> WORK INSTRUCTION:
Pick out all lines in the listing holding the string "suffix" and copy them.

> ENTRIES PROVIDED:
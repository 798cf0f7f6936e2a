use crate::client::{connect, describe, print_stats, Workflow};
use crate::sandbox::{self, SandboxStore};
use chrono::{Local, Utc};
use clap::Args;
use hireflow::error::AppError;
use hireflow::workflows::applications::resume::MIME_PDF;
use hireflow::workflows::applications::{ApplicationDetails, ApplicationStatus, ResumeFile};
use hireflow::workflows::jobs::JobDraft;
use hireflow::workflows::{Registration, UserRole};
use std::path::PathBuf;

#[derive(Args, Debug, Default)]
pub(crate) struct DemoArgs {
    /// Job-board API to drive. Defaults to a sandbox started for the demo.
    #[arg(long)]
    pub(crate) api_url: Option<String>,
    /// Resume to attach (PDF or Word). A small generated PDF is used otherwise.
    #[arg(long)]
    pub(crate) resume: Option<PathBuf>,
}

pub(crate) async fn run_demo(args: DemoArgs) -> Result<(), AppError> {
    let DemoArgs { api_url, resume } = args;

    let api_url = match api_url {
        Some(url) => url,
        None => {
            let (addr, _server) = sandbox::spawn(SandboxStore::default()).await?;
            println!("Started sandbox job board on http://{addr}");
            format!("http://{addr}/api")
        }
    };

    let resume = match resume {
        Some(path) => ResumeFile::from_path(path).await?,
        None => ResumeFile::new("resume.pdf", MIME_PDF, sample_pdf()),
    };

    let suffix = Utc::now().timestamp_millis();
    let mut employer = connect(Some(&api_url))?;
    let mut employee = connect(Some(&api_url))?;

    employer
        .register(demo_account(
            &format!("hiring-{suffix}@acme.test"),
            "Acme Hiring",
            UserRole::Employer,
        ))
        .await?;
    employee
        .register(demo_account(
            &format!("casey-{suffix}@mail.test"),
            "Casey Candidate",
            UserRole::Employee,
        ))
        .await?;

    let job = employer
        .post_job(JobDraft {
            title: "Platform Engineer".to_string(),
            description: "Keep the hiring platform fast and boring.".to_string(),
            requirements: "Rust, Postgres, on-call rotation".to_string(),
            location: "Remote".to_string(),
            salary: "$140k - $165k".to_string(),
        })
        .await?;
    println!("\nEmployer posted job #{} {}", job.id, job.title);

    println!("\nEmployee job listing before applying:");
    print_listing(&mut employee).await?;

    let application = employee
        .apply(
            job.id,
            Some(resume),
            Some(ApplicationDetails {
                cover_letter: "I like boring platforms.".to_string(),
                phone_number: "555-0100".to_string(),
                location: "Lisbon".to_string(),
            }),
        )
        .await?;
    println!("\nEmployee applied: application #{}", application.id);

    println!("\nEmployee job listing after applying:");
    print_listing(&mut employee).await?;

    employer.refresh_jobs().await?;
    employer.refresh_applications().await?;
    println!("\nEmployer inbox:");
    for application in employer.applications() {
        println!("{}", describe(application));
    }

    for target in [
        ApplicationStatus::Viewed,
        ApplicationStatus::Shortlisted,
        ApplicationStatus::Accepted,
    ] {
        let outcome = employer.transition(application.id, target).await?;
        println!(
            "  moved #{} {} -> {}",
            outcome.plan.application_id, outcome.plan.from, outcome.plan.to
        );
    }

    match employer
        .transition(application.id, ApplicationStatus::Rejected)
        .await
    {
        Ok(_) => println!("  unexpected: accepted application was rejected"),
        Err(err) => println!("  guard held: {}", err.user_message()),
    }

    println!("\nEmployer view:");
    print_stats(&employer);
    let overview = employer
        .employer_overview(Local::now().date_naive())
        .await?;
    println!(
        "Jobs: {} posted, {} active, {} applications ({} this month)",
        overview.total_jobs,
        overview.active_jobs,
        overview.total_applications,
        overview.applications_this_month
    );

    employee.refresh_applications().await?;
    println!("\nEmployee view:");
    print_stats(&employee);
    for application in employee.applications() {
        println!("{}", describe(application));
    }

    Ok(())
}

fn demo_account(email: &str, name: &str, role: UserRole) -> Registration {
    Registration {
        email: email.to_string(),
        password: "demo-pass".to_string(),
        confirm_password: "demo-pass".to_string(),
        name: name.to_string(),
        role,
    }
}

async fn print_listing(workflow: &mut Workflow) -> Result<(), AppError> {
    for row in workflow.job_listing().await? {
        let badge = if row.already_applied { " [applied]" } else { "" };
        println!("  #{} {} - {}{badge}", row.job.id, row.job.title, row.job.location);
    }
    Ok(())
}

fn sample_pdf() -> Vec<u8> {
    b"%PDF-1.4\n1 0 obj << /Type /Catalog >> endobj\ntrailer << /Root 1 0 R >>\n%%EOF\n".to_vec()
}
---
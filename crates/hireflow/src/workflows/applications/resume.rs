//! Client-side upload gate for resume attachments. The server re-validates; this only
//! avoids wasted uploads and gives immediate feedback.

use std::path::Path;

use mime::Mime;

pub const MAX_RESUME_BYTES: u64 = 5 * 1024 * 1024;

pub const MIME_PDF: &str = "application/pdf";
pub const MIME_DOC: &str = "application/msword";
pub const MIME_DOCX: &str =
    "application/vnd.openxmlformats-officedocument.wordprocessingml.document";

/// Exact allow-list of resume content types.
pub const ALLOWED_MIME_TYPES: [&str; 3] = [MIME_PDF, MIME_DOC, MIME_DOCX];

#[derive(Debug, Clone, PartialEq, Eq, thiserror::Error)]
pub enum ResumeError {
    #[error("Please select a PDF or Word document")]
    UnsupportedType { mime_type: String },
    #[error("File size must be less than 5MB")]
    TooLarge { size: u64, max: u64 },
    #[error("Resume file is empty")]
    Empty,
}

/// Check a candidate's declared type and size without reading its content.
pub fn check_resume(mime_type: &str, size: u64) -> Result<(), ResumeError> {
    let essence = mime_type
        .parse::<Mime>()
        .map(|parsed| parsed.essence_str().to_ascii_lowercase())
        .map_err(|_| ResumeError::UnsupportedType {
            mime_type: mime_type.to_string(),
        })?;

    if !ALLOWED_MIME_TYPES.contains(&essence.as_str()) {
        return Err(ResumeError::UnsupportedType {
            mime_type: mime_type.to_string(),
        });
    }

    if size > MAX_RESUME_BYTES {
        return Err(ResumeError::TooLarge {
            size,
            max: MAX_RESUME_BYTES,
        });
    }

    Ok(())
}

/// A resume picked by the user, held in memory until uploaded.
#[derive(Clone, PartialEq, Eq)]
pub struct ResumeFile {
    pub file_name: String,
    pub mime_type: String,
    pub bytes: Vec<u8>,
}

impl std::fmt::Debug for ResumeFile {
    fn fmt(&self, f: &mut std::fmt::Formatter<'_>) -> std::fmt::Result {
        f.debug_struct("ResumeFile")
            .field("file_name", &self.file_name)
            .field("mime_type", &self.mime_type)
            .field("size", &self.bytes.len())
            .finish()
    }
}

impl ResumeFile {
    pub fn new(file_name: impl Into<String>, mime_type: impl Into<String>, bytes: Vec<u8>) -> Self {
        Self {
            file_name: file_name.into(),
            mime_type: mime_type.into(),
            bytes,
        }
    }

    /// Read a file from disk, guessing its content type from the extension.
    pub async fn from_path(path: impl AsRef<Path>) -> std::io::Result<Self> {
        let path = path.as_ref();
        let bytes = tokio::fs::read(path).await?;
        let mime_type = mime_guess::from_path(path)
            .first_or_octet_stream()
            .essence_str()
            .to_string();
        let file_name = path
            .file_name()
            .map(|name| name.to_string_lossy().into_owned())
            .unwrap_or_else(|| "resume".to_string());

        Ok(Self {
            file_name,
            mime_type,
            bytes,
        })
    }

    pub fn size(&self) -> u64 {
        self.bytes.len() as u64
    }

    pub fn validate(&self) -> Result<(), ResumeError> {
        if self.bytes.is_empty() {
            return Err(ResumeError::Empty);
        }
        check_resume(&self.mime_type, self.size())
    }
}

> RESPONSE TO THIS EXERCISE:
    let suffix = Utc::now().timestamp_millis();
            &format!("hiring-{suffix}@acme.test"),
            &format!("casey-{suffix}@mail.test"),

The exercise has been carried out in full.